**Dataset excerpts**
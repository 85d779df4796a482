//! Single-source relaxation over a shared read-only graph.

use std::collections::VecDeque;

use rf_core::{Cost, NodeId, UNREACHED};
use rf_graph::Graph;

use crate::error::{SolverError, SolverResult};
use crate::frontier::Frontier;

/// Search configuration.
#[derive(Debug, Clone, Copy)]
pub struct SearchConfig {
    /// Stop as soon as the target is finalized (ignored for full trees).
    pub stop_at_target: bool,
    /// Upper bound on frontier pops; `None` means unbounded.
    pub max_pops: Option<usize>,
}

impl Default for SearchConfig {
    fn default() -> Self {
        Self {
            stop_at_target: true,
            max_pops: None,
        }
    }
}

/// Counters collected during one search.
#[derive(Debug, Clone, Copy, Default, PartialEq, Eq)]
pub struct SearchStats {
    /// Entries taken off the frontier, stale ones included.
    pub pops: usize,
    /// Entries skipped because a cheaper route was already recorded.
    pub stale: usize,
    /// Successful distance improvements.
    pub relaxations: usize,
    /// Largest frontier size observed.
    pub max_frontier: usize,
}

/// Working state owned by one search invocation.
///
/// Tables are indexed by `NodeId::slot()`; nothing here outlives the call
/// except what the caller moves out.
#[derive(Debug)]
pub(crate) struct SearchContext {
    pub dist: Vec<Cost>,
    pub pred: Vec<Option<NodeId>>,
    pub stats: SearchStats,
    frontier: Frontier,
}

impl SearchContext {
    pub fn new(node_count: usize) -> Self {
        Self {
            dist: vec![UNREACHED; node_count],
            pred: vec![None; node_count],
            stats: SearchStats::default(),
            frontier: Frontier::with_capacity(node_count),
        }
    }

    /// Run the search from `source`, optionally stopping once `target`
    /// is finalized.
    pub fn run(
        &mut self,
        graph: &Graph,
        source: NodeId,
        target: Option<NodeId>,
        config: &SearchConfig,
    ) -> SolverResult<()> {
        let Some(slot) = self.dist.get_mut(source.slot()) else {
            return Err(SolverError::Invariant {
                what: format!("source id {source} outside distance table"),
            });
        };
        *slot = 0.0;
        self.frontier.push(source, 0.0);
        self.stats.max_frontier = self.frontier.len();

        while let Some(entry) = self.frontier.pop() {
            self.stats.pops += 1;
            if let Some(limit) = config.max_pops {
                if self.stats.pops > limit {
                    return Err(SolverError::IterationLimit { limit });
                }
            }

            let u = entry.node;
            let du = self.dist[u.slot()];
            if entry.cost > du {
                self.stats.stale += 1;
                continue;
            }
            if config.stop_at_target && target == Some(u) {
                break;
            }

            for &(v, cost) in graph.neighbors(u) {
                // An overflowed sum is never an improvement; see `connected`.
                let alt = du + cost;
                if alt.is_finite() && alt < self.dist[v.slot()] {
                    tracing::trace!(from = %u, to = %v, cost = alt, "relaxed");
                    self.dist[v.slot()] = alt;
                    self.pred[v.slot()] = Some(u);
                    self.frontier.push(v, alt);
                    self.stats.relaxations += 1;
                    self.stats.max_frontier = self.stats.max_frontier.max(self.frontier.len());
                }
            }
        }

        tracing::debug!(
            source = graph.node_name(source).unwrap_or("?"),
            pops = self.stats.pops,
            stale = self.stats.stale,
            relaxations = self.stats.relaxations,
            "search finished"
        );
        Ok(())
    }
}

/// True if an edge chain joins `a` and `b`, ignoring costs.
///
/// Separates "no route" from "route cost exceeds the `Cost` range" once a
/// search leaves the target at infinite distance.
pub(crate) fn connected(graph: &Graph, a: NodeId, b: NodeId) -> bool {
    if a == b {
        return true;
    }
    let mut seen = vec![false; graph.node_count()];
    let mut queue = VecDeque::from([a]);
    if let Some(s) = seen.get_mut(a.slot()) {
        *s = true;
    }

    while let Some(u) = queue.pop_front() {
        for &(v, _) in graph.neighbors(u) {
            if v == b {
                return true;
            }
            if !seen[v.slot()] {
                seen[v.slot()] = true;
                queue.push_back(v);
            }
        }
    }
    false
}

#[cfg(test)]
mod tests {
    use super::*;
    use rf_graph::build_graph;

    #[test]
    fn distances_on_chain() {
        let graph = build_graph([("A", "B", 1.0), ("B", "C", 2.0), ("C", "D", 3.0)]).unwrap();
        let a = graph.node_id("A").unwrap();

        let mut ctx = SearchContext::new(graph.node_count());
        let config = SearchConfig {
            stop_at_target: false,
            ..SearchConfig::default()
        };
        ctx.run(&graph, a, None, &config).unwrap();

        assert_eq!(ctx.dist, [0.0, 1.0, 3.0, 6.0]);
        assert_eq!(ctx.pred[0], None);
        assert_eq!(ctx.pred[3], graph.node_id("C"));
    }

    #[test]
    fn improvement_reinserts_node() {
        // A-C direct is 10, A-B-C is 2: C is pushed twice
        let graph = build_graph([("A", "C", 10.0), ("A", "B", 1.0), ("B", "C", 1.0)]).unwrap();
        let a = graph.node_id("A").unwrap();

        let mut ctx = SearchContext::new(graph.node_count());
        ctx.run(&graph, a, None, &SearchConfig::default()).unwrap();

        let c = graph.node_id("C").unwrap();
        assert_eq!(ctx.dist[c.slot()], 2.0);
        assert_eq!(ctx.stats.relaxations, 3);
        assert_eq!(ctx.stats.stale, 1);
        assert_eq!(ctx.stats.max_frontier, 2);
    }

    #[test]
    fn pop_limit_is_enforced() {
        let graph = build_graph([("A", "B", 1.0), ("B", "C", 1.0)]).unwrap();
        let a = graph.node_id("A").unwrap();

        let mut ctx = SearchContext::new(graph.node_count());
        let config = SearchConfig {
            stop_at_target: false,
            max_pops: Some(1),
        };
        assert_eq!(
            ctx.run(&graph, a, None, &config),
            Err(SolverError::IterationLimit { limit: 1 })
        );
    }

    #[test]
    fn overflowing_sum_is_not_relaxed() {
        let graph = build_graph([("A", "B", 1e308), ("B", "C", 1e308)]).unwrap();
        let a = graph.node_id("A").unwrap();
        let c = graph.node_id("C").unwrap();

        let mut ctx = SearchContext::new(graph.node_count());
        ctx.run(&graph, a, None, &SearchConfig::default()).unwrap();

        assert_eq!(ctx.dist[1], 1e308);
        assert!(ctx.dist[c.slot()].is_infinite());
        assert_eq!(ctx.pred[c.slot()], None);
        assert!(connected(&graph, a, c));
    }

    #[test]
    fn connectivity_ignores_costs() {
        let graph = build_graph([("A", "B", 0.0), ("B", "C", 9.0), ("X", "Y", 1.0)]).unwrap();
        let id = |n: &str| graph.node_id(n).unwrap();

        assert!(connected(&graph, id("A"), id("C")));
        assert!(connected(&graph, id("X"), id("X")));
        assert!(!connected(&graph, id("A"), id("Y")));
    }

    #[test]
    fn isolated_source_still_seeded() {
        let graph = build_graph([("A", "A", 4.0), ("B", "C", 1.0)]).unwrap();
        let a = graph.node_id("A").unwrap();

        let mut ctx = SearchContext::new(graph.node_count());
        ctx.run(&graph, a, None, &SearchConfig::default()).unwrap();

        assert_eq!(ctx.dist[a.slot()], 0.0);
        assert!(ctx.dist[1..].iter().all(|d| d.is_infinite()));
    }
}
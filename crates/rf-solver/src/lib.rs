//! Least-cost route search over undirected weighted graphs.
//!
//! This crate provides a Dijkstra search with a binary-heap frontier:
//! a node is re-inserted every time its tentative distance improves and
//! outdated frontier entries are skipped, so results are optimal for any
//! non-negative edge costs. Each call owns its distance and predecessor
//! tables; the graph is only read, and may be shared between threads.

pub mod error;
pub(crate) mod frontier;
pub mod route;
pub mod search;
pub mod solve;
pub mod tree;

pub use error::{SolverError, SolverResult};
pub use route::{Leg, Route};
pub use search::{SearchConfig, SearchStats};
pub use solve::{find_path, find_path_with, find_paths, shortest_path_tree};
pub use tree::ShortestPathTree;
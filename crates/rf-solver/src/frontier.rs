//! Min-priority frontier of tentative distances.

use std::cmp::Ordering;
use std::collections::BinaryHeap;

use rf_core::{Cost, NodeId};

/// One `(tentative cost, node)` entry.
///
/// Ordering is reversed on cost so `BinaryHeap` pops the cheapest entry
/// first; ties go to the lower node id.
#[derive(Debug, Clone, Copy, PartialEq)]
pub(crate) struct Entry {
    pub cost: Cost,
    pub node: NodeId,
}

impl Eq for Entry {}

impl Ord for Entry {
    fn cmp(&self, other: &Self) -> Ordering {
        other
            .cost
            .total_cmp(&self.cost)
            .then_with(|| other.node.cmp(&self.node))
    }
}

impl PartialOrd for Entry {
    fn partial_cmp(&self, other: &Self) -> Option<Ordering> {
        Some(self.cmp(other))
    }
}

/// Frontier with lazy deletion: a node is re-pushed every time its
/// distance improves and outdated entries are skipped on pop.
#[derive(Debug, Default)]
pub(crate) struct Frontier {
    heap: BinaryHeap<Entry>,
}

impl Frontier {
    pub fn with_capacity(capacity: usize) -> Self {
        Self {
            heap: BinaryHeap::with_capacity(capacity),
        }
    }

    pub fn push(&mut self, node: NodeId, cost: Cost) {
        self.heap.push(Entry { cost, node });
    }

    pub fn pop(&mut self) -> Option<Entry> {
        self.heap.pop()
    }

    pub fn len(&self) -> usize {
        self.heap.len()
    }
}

---

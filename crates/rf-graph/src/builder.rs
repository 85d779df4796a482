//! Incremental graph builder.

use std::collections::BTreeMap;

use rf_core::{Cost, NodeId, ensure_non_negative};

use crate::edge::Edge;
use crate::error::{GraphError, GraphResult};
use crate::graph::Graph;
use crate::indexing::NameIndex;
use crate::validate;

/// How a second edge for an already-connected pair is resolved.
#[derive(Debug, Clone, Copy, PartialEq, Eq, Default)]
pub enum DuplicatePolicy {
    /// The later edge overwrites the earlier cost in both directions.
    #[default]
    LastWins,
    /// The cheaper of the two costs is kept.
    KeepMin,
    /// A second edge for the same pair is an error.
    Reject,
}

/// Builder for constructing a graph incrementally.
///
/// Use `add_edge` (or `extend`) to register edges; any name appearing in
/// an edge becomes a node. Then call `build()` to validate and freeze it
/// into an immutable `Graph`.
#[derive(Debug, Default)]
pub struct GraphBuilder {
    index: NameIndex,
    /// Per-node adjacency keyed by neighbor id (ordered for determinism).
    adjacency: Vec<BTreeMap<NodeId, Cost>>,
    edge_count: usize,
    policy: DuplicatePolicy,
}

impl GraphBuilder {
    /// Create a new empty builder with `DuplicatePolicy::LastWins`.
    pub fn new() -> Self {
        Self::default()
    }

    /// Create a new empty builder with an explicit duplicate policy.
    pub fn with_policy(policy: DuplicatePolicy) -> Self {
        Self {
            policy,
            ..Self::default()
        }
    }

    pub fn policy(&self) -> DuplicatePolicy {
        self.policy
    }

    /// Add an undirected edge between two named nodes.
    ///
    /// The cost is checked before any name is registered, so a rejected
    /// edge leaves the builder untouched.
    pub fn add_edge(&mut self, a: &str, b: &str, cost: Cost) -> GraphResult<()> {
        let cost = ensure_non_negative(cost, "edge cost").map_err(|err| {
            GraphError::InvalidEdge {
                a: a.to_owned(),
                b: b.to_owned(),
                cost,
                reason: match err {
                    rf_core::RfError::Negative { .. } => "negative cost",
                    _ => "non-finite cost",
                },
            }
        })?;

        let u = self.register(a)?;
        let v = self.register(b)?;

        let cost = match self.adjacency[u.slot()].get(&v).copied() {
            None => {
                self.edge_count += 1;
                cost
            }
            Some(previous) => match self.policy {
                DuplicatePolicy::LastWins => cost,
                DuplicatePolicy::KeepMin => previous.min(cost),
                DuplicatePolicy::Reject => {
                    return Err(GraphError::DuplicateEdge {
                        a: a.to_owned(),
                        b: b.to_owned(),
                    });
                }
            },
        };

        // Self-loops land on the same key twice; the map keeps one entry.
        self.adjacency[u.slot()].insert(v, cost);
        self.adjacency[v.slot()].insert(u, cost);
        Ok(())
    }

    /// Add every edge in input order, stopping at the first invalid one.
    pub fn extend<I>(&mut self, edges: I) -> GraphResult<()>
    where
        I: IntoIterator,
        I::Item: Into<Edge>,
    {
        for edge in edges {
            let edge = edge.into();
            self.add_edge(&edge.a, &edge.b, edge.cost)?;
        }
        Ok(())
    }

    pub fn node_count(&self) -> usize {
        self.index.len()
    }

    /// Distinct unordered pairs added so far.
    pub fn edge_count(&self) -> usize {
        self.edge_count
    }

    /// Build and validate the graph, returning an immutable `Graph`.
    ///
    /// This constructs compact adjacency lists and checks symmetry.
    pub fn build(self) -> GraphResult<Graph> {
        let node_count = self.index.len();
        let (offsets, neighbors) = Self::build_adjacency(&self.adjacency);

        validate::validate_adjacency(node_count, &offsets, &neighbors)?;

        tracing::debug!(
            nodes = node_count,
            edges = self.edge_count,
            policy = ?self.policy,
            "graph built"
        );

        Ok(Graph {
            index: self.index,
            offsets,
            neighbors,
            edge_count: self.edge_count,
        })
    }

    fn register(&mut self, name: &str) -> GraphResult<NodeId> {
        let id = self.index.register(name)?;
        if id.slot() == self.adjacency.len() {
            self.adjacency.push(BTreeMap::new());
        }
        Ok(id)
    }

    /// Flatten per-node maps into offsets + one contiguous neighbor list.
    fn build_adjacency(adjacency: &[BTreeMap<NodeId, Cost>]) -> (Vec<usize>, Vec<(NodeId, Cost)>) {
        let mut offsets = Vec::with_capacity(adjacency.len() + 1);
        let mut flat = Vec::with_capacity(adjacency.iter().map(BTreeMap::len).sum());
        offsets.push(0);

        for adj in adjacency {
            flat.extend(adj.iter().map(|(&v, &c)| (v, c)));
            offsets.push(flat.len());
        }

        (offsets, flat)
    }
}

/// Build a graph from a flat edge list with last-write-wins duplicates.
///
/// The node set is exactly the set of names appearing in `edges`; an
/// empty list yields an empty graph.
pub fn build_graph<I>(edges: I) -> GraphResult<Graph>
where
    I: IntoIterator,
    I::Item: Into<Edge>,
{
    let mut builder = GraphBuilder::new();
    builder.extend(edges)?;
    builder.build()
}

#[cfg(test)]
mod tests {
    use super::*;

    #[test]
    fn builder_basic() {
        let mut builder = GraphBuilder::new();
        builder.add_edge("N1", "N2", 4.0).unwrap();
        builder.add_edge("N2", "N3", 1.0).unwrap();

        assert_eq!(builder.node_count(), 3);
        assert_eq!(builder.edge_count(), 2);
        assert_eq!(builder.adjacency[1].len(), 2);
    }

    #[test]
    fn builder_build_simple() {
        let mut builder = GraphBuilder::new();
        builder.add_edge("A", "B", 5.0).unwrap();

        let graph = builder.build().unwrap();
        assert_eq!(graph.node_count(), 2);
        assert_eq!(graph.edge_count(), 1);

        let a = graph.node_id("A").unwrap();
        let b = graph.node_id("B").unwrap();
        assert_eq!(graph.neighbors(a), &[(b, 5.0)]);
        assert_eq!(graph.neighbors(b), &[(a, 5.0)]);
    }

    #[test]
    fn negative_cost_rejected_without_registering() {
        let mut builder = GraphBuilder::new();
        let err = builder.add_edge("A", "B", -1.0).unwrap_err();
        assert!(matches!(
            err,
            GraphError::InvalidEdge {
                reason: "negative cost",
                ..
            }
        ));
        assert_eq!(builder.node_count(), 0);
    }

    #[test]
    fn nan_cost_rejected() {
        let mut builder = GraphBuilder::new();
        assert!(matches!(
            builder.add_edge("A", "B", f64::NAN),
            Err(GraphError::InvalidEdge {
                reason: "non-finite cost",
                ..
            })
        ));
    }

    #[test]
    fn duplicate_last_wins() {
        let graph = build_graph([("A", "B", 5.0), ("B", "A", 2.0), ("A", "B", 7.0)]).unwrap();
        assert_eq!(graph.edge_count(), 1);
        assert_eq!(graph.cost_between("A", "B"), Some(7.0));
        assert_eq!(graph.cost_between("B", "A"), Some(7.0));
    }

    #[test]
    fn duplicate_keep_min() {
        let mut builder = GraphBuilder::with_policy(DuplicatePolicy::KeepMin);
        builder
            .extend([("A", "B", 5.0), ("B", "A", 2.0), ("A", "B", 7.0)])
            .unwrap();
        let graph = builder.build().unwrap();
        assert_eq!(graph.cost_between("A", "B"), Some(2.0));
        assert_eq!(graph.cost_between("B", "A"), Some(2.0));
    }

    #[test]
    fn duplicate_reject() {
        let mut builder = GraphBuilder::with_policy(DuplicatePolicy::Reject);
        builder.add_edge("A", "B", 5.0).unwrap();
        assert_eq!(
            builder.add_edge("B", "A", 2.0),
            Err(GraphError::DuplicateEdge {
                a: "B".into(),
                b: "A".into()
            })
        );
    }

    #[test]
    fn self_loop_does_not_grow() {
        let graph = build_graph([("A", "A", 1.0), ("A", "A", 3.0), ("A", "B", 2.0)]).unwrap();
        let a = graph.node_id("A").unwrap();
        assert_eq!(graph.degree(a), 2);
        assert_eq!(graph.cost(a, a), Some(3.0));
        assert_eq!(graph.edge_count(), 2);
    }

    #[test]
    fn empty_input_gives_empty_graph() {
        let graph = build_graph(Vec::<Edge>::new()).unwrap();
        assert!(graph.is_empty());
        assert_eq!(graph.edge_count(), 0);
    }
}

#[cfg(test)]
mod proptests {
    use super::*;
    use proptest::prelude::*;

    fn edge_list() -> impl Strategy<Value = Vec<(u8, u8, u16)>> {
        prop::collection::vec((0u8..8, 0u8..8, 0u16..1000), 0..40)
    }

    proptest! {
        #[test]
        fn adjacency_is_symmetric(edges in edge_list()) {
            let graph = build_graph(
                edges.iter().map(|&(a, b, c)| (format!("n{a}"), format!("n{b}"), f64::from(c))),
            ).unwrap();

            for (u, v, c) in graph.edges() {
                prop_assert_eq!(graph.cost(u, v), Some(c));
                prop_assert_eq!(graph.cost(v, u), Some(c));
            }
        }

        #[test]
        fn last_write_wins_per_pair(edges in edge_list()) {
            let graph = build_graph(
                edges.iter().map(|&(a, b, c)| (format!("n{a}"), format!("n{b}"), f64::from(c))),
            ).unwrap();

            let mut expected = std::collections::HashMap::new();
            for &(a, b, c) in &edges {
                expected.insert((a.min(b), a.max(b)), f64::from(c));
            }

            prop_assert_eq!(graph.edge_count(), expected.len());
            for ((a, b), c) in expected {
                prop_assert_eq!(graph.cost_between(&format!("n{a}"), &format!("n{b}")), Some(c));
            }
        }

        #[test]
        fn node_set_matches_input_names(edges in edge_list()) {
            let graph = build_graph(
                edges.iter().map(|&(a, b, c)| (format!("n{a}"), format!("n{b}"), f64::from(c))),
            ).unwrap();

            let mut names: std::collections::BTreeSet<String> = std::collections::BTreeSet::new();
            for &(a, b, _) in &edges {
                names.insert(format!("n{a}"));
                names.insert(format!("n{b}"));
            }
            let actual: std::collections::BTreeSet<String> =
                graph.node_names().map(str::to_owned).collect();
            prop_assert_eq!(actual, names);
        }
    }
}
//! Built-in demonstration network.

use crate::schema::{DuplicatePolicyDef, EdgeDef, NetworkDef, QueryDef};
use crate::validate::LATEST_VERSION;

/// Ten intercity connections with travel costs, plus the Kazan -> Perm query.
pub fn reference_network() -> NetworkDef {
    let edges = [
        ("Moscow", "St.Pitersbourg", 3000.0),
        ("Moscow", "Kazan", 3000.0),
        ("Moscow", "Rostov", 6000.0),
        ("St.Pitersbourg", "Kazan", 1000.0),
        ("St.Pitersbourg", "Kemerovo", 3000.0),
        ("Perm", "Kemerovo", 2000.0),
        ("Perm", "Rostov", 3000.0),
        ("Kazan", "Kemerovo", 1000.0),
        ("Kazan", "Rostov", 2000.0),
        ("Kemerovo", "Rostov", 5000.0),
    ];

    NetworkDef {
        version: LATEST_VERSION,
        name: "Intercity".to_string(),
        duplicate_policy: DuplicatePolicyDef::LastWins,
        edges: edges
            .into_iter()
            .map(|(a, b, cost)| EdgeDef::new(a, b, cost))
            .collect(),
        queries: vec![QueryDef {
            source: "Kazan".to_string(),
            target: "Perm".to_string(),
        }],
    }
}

**Task goal**
Would you quote everything above from the line containing "if id.slot() == self.adjacency.len()" down to the line containing "fn build_adjacency(adjacency: &[BTreeMap<NodeId, Cost>])"? Include both of those lines and nothing else.

**Result of the exercise**
        if id.slot() == self.adjacency.len() {
            self.adjacency.push(BTreeMap::new());
        }
        Ok(id)
    }

    /// Flatten per-node maps into offsets + one contiguous neighbor list.
    fn build_adjacency(adjacency: &[BTreeMap<NodeId, Cost>]) -> (Vec<usize>, Vec<(NodeId, Cost)>) {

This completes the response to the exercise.